REQUIRED WORK —
From the listing below, copy each line that holds "runtime".

BEGIN

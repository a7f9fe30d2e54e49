/// Scripted appearance lookup
///
/// Answers from a fixed table keyed by the searched name and counts calls.
use async_trait::async_trait;
use planet_catalog::modules::planet::domain::AppearanceCandidate;
use planet_catalog::modules::planet::AppearanceLookup;
use planet_catalog::shared::{AppError, AppResult};
use std::collections::HashMap;
use std::sync::atomic::{AtomicUsize, Ordering};
use std::sync::Mutex;

#[derive(Default)]
pub struct ScriptedLookup {
    answers: Mutex<HashMap<String, AppResult<Vec<AppearanceCandidate>>>>,
    calls: AtomicUsize,
}

impl ScriptedLookup {
    pub fn new() -> Self {
        Self::default()
    }

    /// Answer `search(name)` with one candidate per `(candidate name, film count)` pair
    pub fn with_candidates(self, name: &str, candidates: &[(&str, usize)]) -> Self {
        let candidates = candidates
            .iter()
            .map(|(candidate, films)| {
                let films = (1..=*films)
                    .map(|i| format!("https://swapi.dev/api/films/{}/", i))
                    .collect();
                AppearanceCandidate::new(*candidate, films)
            })
            .collect();
        self.answers
            .lock()
            .unwrap()
            .insert(name.to_string(), Ok(candidates));
        self
    }

    /// Fail `search(name)` the way a timed-out HTTP call does
    pub fn failing(self, name: &str) -> Self {
        self.answers.lock().unwrap().insert(
            name.to_string(),
            Err(AppError::ExternalServiceError("Request timeout".to_string())),
        );
        self
    }

    pub fn calls(&self) -> usize {
        self.calls.load(Ordering::SeqCst)
    }
}

#[async_trait]
impl AppearanceLookup for ScriptedLookup {
    async fn search(&self, name: &str) -> AppResult<Vec<AppearanceCandidate>> {
        self.calls.fetch_add(1, Ordering::SeqCst);
        self.answers
            .lock()
            .unwrap()
            .get(name)
            .cloned()
            .unwrap_or_else(|| Ok(Vec::new()))
    }
}
//! CORS policy for the public endpoints.
//!
//! Any origin is allowed. Preflight requests are answered by the layer itself and
//! never reach the relay.

use http::{HeaderName, Method};
use tower_http::cors::{Any, CorsLayer};

pub const PREFER_LOW_LATENCY: &str = "x-prefer-low-latency";

/// For `POST` signaling endpoints (`/whip`, `/whep`, `/stop`)
#[must_use]
pub fn signaling_cors() -> CorsLayer {
    cors_for([Method::POST, Method::OPTIONS])
}

/// For read endpoints (`/streams`, `/streams/sse`)
#[must_use]
pub fn read_only_cors() -> CorsLayer {
    cors_for([Method::GET, Method::OPTIONS])
}

/// `/presence` is both read and written
#[must_use]
pub fn presence_cors() -> CorsLayer {
    cors_for([Method::GET, Method::POST, Method::OPTIONS])
}

fn cors_for<const N: usize>(methods: [Method; N]) -> CorsLayer {
    CorsLayer::new()
        .allow_origin(Any)
        .allow_methods(methods)
        .allow_headers([
            http::header::CONTENT_TYPE,
            HeaderName::from_static(PREFER_LOW_LATENCY),
        ])
}
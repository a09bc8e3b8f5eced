use std::pin::Pin;
use std::sync::Arc;
use std::task::{Context, Poll};
use std::time::Duration;

use futures::Stream;
use sharecast_core::models::{ClientId, RoomId, StreamEvent, StreamInfo};
use sharecast_core::Result;
use tokio::task::JoinHandle;
use tokio::time::{interval, MissedTickBehavior};
use tokio_util::sync::CancellationToken;
use tracing::{debug, info};

use crate::registry::{ChannelRegistry, EventReceiver};
use crate::snapshot::SnapshotStore;

/// Fans stream changes out to the push channels of the affected room.
pub struct StreamBroadcaster {
    registry: Arc<dyn ChannelRegistry>,
    snapshots: Arc<dyn SnapshotStore>,
}

impl StreamBroadcaster {
    pub fn new(registry: Arc<dyn ChannelRegistry>, snapshots: Arc<dyn SnapshotStore>) -> Self {
        Self {
            registry,
            snapshots,
        }
    }

    #[must_use]
    pub fn registry(&self) -> &Arc<dyn ChannelRegistry> {
        &self.registry
    }

    /// Register a channel for `room`.
    ///
    /// The first event is always `connected`. If the room already has streams, a
    /// `streams_update` with the current snapshot follows, so the client does not wait
    /// for the next change.
    pub async fn connect(&self, room: RoomId) -> Result<ChannelSubscription> {
        let client_id = ClientId::generate(&room);
        let snapshot = self.snapshots.get(&room).await?.unwrap_or_default();

        let mut greeting = vec![StreamEvent::Connected {
            client_id: client_id.clone(),
            room_name: room.clone(),
        }];
        if !snapshot.is_empty() {
            debug!(room = %room, client_id = %client_id, streams = snapshot.len(), "Replaying current streams");
            greeting.push(StreamEvent::StreamsUpdate {
                room_name: room.clone(),
                streams: snapshot,
            });
        }

        let receiver = self
            .registry
            .subscribe(room.clone(), client_id.clone(), greeting);
        Ok(ChannelSubscription {
            client_id,
            room,
            receiver,
            registry: Arc::clone(&self.registry),
        })
    }

    /// Push a `streams_update` to every channel in `room`.
    pub fn publish(&self, room: &RoomId, streams: Vec<StreamInfo>) -> usize {
        self.registry.broadcast(
            room,
            StreamEvent::StreamsUpdate {
                room_name: room.clone(),
                streams,
            },
        )
    }

    /// Write a heartbeat to every channel. Channels that fail the write are dropped.
    pub fn heartbeat(&self) -> usize {
        let before = self.registry.channel_count();
        let delivered = self.registry.broadcast_all(StreamEvent::Heartbeat);
        let removed = before.saturating_sub(self.registry.channel_count());
        if removed > 0 {
            info!(removed, delivered, "Heartbeat sweep removed dead channels");
        } else {
            debug!(delivered, "Heartbeat sweep complete");
        }
        delivered
    }

    /// Run the heartbeat sweep until `cancel_token` fires.
    pub fn start_heartbeat(
        self: Arc<Self>,
        period: Duration,
        cancel_token: CancellationToken,
    ) -> JoinHandle<()> {
        tokio::spawn(async move {
            let mut timer = interval(period);
            timer.set_missed_tick_behavior(MissedTickBehavior::Delay);
            // the first tick completes immediately
            timer.tick().await;

            loop {
                tokio::select! {
                    () = cancel_token.cancelled() => {
                        info!("Heartbeat sweep shutting down");
                        return;
                    }
                    _ = timer.tick() => {
                        self.heartbeat();
                    }
                }
            }
        })
    }
}

/// Receiving end of a push channel. Deregisters itself when dropped.
pub struct ChannelSubscription {
    client_id: ClientId,
    room: RoomId,
    receiver: EventReceiver,
    registry: Arc<dyn ChannelRegistry>,
}

impl ChannelSubscription {
    #[must_use]
    pub fn client_id(&self) -> &ClientId {
        &self.client_id
    }

    #[must_use]
    pub fn room(&self) -> &RoomId {
        &self.room
    }

    pub async fn recv(&mut self) -> Option<StreamEvent> {
        self.receiver.recv().await
    }
}

impl Stream for ChannelSubscription {
    type Item = StreamEvent;

    fn poll_next(self: Pin<&mut Self>, cx: &mut Context<'_>) -> Poll<Option<Self::Item>> {
        self.get_mut().receiver.poll_recv(cx)
    }
}

impl Drop for ChannelSubscription {
    fn drop(&mut self) {
        self.registry.unsubscribe(&self.client_id);
    }
}
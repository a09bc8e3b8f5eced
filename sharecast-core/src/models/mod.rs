pub mod event;
pub mod id;
pub mod stream;

pub use event::StreamEvent;
pub use id::{generate_id, ClientId, Identity, RoomId, StreamName};
pub use stream::{
    AudioInfo, ClientsResponse, MediaCapabilities, PublishInfo, RelayClientInfo,
    StreamDescriptor, StreamInfo, StreamsResponse, VideoInfo,
};
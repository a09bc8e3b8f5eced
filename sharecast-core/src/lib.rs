pub mod config;
pub mod error;
pub mod logging;
pub mod models;
pub mod relay;
pub mod sdp;

pub use config::Config;
pub use error::{Error, Result};
pub use relay::{RelayClient, RelayResponse, RtcEndpoint, StreamSource};
pub use sdp::{LatencyMode, SdpOptimizer};
//! Peer transport seam
//!
//! The orchestrator never talks to a WebRTC stack directly. It drives a
//! [`PeerTransport`] created by a [`PeerFactory`] and receives the
//! transport's callbacks as [`TransportEvent`]s.

use std::fmt;
use std::sync::Arc;

use async_trait::async_trait;
use serde::{Deserialize, Serialize};
use tracing::warn;

use crate::error::Result;
use crate::session::{ConnectionState, IceState, SessionRole};

#[derive(Debug, Clone, Copy, PartialEq, Eq, Hash, Serialize, Deserialize)]
#[serde(rename_all = "lowercase")]
pub enum MediaKind {
    Audio,
    Video,
}

impl fmt::Display for MediaKind {
    fn fmt(&self, f: &mut fmt::Formatter<'_>) -> fmt::Result {
        match self {
            Self::Audio => f.write_str("audio"),
            Self::Video => f.write_str("video"),
        }
    }
}

#[derive(Debug, Clone, Copy, PartialEq, Eq, Hash)]
pub enum Direction {
    RecvOnly,
    SendOnly,
}

impl From<SessionRole> for Direction {
    fn from(role: SessionRole) -> Self {
        match role {
            SessionRole::Publish => Self::SendOnly,
            SessionRole::Subscribe => Self::RecvOnly,
        }
    }
}

/// Callback raised by a transport
#[derive(Debug, Clone, PartialEq, Eq)]
pub enum TransportEvent {
    ConnectionState(ConnectionState),
    IceState(IceState),
    Track { kind: MediaKind, track_id: String },
}

/// Where a transport reports its callbacks
///
/// Cloned into every callback the transport registers; all events end up on
/// the orchestrator's queue.
#[derive(Clone)]
pub struct TransportEvents {
    sink: Arc<dyn Fn(TransportEvent) + Send + Sync>,
}

impl TransportEvents {
    pub fn new(sink: impl Fn(TransportEvent) + Send + Sync + 'static) -> Self {
        Self {
            sink: Arc::new(sink),
        }
    }

    pub fn emit(&self, event: TransportEvent) {
        (self.sink)(event);
    }
}

impl fmt::Debug for TransportEvents {
    fn fmt(&self, f: &mut fmt::Formatter<'_>) -> fmt::Result {
        f.debug_struct("TransportEvents").finish_non_exhaustive()
    }
}

#[async_trait]
pub trait PeerTransport: Send + Sync {
    async fn add_transceiver(&self, kind: MediaKind, direction: Direction) -> Result<()>;

    /// Create the local offer and return its SDP once candidates are gathered
    async fn create_offer(&self, ice_restart: bool) -> Result<String>;

    async fn apply_answer(&self, sdp: String) -> Result<()>;

    /// Stop every local and remote media track
    async fn stop_tracks(&self) -> Result<()>;

    /// Close the underlying connection
    async fn close(&self) -> Result<()>;
}

#[async_trait]
pub trait PeerFactory: Send + Sync {
    async fn create(
        &self,
        role: SessionRole,
        events: TransportEvents,
    ) -> Result<Arc<dyn PeerTransport>>;
}

/// Owns a transport for the lifetime of a session.
///
/// [`release`](Self::release) stops the tracks and closes the connection and
/// completes once both are done. A guard dropped without being released can
/// only schedule that work on the current runtime.
pub struct TransportGuard {
    transport: Arc<dyn PeerTransport>,
    released: bool,
}

impl TransportGuard {
    #[must_use]
    pub fn new(transport: Arc<dyn PeerTransport>) -> Self {
        Self {
            transport,
            released: false,
        }
    }

    #[must_use]
    pub fn transport(&self) -> &Arc<dyn PeerTransport> {
        &self.transport
    }

    pub async fn release(mut self) {
        self.released = true;
        shut_down(self.transport.as_ref()).await;
    }
}

async fn shut_down(transport: &dyn PeerTransport) {
    if let Err(e) = transport.stop_tracks().await {
        warn!(error = %e, "Failed to stop tracks");
    }
    if let Err(e) = transport.close().await {
        warn!(error = %e, "Failed to close peer connection");
    }
}

impl Drop for TransportGuard {
    fn drop(&mut self) {
        if self.released {
            return;
        }
        let transport = Arc::clone(&self.transport);
        match tokio::runtime::Handle::try_current() {
            Ok(handle) => {
                handle.spawn(async move { shut_down(transport.as_ref()).await });
            }
            Err(_) => warn!("Transport dropped outside a runtime, connection left open"),
        }
    }
}
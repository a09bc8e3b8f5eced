//! Room presence endpoints
//!
//! Clients announce themselves with `POST /presence?action=join` on a timer and
//! read the room roster with `GET /presence`.

use axum::{
    extract::{Query, State},
    response::IntoResponse,
    routing::get,
    Json, Router,
};
use serde::{Deserialize, Serialize};
use sharecast_core::models::{Identity, RoomId};
use sharecast_proxy::cors::presence_cors;
use tracing::debug;

use crate::http::{error::AppResult, required, AppState};

pub fn create_presence_router() -> Router<AppState> {
    Router::new()
        .route("/presence", get(list_participants).post(update_presence))
        .layer(presence_cors())
}

#[derive(Debug, Default, Deserialize)]
pub struct PresenceQuery {
    pub room: Option<String>,
    pub identity: Option<String>,
    pub action: Option<String>,
}

#[derive(Debug, Clone, Copy, PartialEq, Eq)]
pub enum PresenceAction {
    Join,
    Leave,
}

impl PresenceAction {
    /// Anything other than `leave` is a join (heartbeat).
    #[must_use]
    pub fn parse(action: Option<&str>) -> Self {
        match action {
            Some(a) if a.eq_ignore_ascii_case("leave") => Self::Leave,
            _ => Self::Join,
        }
    }
}

#[derive(Debug, Serialize, Deserialize)]
pub struct SuccessResponse {
    pub success: bool,
}

#[derive(Debug, Serialize, Deserialize)]
pub struct PresenceResponse {
    pub room: RoomId,
    pub participants: Vec<Identity>,
    pub count: usize,
}

/// Join or leave a room
///
/// POST /presence?room={room}&identity={identity}&action=join|leave
pub async fn update_presence(
    State(state): State<AppState>,
    Query(query): Query<PresenceQuery>,
) -> AppResult<impl IntoResponse> {
    let room = RoomId::new(required(query.room, "room")?);
    let identity = Identity::new(required(query.identity, "identity")?);

    match PresenceAction::parse(query.action.as_deref()) {
        PresenceAction::Join => state.presence.join(&room, &identity).await?,
        PresenceAction::Leave => {
            let existed = state.presence.leave(&room, &identity).await?;
            debug!(room = %room, identity = %identity, existed, "Participant left");
        }
    }

    Ok(Json(SuccessResponse { success: true }))
}

/// List identities seen in the last TTL window
///
/// GET /presence?room={room}
///
/// Response: `{room, participants, count}`
pub async fn list_participants(
    State(state): State<AppState>,
    Query(query): Query<PresenceQuery>,
) -> AppResult<impl IntoResponse> {
    let room = RoomId::new(required(query.room, "room")?);
    let participants = state.presence.list_active(&room).await?;

    Ok(Json(PresenceResponse {
        count: participants.len(),
        room,
        participants,
    }))
}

END

RESULT BELOW —
/// only schedule that work on the current runtime.
        match tokio::runtime::Handle::try_current() {
            Err(_) => warn!("Transport dropped outside a runtime, connection left open"),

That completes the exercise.